Data listing
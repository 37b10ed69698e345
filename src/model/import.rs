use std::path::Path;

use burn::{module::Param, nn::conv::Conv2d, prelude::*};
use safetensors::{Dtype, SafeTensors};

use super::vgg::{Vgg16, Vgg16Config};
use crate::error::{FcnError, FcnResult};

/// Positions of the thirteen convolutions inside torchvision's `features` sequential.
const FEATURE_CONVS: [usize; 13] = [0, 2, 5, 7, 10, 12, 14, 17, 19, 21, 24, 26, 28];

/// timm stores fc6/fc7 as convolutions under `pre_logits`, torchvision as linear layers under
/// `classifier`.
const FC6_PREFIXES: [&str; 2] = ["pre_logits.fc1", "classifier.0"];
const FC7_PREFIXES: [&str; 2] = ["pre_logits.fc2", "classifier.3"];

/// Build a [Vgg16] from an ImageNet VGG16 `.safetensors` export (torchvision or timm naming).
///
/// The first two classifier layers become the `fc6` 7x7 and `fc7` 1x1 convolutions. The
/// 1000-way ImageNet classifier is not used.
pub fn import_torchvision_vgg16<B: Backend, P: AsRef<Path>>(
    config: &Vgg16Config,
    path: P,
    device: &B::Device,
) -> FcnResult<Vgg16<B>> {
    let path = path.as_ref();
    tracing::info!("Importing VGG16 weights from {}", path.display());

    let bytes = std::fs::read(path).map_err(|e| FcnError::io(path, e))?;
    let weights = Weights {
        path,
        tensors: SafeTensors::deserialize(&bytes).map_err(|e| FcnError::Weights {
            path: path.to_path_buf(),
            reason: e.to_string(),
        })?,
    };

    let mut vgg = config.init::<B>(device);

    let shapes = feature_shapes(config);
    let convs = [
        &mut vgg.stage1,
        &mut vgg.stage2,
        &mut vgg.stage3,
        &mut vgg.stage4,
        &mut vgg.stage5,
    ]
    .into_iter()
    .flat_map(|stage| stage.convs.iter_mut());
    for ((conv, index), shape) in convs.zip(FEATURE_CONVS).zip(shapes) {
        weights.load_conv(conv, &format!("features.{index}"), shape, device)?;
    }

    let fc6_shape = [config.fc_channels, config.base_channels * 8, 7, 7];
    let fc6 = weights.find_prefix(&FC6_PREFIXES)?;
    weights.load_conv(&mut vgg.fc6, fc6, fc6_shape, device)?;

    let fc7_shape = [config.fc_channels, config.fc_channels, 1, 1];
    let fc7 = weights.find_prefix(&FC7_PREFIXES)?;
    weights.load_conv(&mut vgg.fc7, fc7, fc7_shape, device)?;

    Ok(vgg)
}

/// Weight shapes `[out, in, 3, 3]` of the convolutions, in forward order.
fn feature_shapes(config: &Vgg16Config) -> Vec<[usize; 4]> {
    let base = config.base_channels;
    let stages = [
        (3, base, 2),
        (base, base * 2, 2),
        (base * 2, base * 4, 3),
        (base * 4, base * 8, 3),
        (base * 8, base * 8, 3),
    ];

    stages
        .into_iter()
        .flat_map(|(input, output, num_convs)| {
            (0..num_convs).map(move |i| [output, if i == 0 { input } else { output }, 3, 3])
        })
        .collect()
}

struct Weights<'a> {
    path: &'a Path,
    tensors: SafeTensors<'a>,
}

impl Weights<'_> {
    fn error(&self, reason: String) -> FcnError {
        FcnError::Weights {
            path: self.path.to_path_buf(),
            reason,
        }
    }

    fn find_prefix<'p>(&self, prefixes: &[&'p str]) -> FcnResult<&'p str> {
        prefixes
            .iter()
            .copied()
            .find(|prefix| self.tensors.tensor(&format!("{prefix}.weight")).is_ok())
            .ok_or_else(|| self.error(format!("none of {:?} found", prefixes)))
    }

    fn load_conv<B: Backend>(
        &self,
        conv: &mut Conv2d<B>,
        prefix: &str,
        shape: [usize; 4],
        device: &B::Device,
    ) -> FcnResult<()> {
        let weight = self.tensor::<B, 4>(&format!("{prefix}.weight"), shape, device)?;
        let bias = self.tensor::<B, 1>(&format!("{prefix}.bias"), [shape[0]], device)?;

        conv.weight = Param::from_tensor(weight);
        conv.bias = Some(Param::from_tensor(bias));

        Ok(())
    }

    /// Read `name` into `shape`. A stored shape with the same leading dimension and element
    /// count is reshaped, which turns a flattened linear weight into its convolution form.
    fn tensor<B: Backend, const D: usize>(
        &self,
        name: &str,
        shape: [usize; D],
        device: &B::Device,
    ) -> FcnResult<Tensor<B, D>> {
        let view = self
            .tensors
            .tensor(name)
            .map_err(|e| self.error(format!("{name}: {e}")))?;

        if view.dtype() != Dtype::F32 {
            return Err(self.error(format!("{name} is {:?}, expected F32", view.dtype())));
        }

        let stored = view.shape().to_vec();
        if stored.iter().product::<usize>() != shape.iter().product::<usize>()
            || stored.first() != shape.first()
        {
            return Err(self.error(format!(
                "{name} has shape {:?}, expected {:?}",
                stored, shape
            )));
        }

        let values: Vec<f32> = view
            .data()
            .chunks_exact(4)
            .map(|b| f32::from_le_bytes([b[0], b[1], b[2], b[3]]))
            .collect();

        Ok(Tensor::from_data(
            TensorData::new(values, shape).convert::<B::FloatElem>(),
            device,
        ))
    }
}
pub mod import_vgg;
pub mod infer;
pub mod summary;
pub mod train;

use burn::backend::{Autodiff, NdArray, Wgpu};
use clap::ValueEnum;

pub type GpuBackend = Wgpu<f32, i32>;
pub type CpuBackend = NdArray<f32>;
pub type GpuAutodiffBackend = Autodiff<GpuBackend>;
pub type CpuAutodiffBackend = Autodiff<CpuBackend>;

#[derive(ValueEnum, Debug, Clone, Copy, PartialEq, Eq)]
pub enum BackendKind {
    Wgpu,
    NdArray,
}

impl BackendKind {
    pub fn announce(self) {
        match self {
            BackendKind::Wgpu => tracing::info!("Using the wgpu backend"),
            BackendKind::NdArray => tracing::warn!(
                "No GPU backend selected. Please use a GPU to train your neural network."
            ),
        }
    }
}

Exercise aim
The entries above must be retyped exactly, down to the last character.

Response below
repository 37b10ed69698e345
filename src/model/import.rs
use std::path::Path;

use burn::{module::Param, nn::conv::Conv2d, prelude::*};
use safetensors::{Dtype, SafeTensors};

use super::vgg::{Vgg16, Vgg16Config};
use crate::error::{FcnError, FcnResult};

/// Positions of the thirteen convolutions inside torchvision's `features` sequential.
const FEATURE_CONVS: [usize; 13] = [0, 2, 5, 7, 10, 12, 14, 17, 19, 21, 24, 26, 28];

/// timm stores fc6/fc7 as convolutions under `pre_logits`, torchvision as linear layers under
/// `classifier`.
const FC6_PREFIXES: [&str; 2] = ["pre_logits.fc1", "classifier.0"];
const FC7_PREFIXES: [&str; 2] = ["pre_logits.fc2", "classifier.3"];

/// Build a [Vgg16] from an ImageNet VGG16 `.safetensors` export (torchvision or timm naming).
///
/// The first two classifier layers become the `fc6` 7x7 and `fc7` 1x1 convolutions. The
/// 1000-way ImageNet classifier is not used.
pub fn import_torchvision_vgg16<B: Backend, P: AsRef<Path>>(
    config: &Vgg16Config,
    path: P,
    device: &B::Device,
) -> FcnResult<Vgg16<B>> {
    let path = path.as_ref();
    tracing::info!("Importing VGG16 weights from {}", path.display());

    let bytes = std::fs::read(path).map_err(|e| FcnError::io(path, e))?;
    let weights = Weights {
        path,
        tensors: SafeTensors::deserialize(&bytes).map_err(|e| FcnError::Weights {
            path: path.to_path_buf(),
            reason: e.to_string(),
        })?,
    };

    let mut vgg = config.init::<B>(device);

    let shapes = feature_shapes(config);
    let convs = [
        &mut vgg.stage1,
        &mut vgg.stage2,
        &mut vgg.stage3,
        &mut vgg.stage4,
        &mut vgg.stage5,
    ]
    .into_iter()
    .flat_map(|stage| stage.convs.iter_mut());
    for ((conv, index), shape) in convs.zip(FEATURE_CONVS).zip(shapes) {
        weights.load_conv(conv, &format!("features.{index}"), shape, device)?;
    }

    let fc6_shape = [config.fc_channels, config.base_channels * 8, 7, 7];
    let fc6 = weights.find_prefix(&FC6_PREFIXES)?;
    weights.load_conv(&mut vgg.fc6, fc6, fc6_shape, device)?;

    let fc7_shape = [config.fc_channels, config.fc_channels, 1, 1];
    let fc7 = weights.find_prefix(&FC7_PREFIXES)?;
    weights.load_conv(&mut vgg.fc7, fc7, fc7_shape, device)?;

    Ok(vgg)
}

/// Weight shapes `[out, in, 3, 3]` of the convolutions, in forward order.
fn feature_shapes(config: &Vgg16Config) -> Vec<[usize; 4]> {
    let base = config.base_channels;
    let stages = [
        (3, base, 2),
        (base, base * 2, 2),
        (base * 2, base * 4, 3),
        (base * 4, base * 8, 3),
        (base * 8, base * 8, 3),
    ];

    stages
        .into_iter()
        .flat_map(|(input, output, num_convs)| {
            (0..num_convs).map(move |i| [output, if i == 0 { input } else { output }, 3, 3])
        })
        .collect()
}

struct Weights<'a> {
    path: &'a Path,
    tensors: SafeTensors<'a>,
}

impl Weights<'_> {
    fn error(&self, reason: String) -> FcnError {
        FcnError::Weights {
            path: self.path.to_path_buf(),
            reason,
        }
    }

    fn find_prefix<'p>(&self, prefixes: &[&'p str]) -> FcnResult<&'p str> {
        prefixes
            .iter()
            .copied()
            .find(|prefix| self.tensors.tensor(&format!("{prefix}.weight")).is_ok())
            .ok_or_else(|| self.error(format!("none of {:?} found", prefixes)))
    }

    fn load_conv<B: Backend>(
        &self,
        conv: &mut Conv2d<B>,
        prefix: &str,
        shape: [usize; 4],
        device: &B::Device,
    ) -> FcnResult<()> {
        let weight = self.tensor::<B, 4>(&format!("{prefix}.weight"), shape, device)?;
        let bias = self.tensor::<B, 1>(&format!("{prefix}.bias"), [shape[0]], device)?;

        conv.weight = Param::from_tensor(weight);
        conv.bias = Some(Param::from_tensor(bias));

        Ok(())
    }

    /// Read `name` into `shape`. A stored shape with the same leading dimension and element
    /// count is reshaped, which turns a flattened linear weight into its convolution form.
    fn tensor<B: Backend, const D: usize>(
        &self,
        name: &str,
        shape: [usize; D],
        device: &B::Device,
    ) -> FcnResult<Tensor<B, D>> {
        let view = self
            .tensors
            .tensor(name)
            .map_err(|e| self.error(format!("{name}: {e}")))?;

        if view.dtype() != Dtype::F32 {
            return Err(self.error(format!("{name} is {:?}, expected F32", view.dtype())));
        }

        let stored = view.shape().to_vec();
        if stored.iter().product::<usize>() != shape.iter().product::<usize>()
            || stored.first() != shape.first()
        {
            return Err(self.error(format!(
                "{name} has shape {:?}, expected {:?}",
                stored, shape
            )));
        }

        let values: Vec<f32> = view
            .data()
            .chunks_exact(4)
            .map(|b| f32::from_le_bytes([b[0], b[1], b[2], b[3]]))
            .collect();

        Ok(Tensor::from_data(
            TensorData::new(values, shape).convert::<B::FloatElem>(),
            device,
        ))
    }
}
pub mod import_vgg;
pub mod infer;
pub mod summary;
pub mod train;

use burn::backend::{Autodiff, NdArray, Wgpu};
use clap::ValueEnum;

pub type GpuBackend = Wgpu<f32, i32>;
pub type CpuBackend = NdArray<f32>;
pub type GpuAutodiffBackend = Autodiff<GpuBackend>;
pub type CpuAutodiffBackend = Autodiff<CpuBackend>;

#[derive(ValueEnum, Debug, Clone, Copy, PartialEq, Eq)]
pub enum BackendKind {
    Wgpu,
    NdArray,
}

impl BackendKind {
    pub fn announce(self) {
        match self {
            BackendKind::Wgpu => tracing::info!("Using the wgpu backend"),
            BackendKind::NdArray => tracing::warn!(
                "No GPU backend selected. Please use a GPU to train your neural network."
            ),
        }
    }
}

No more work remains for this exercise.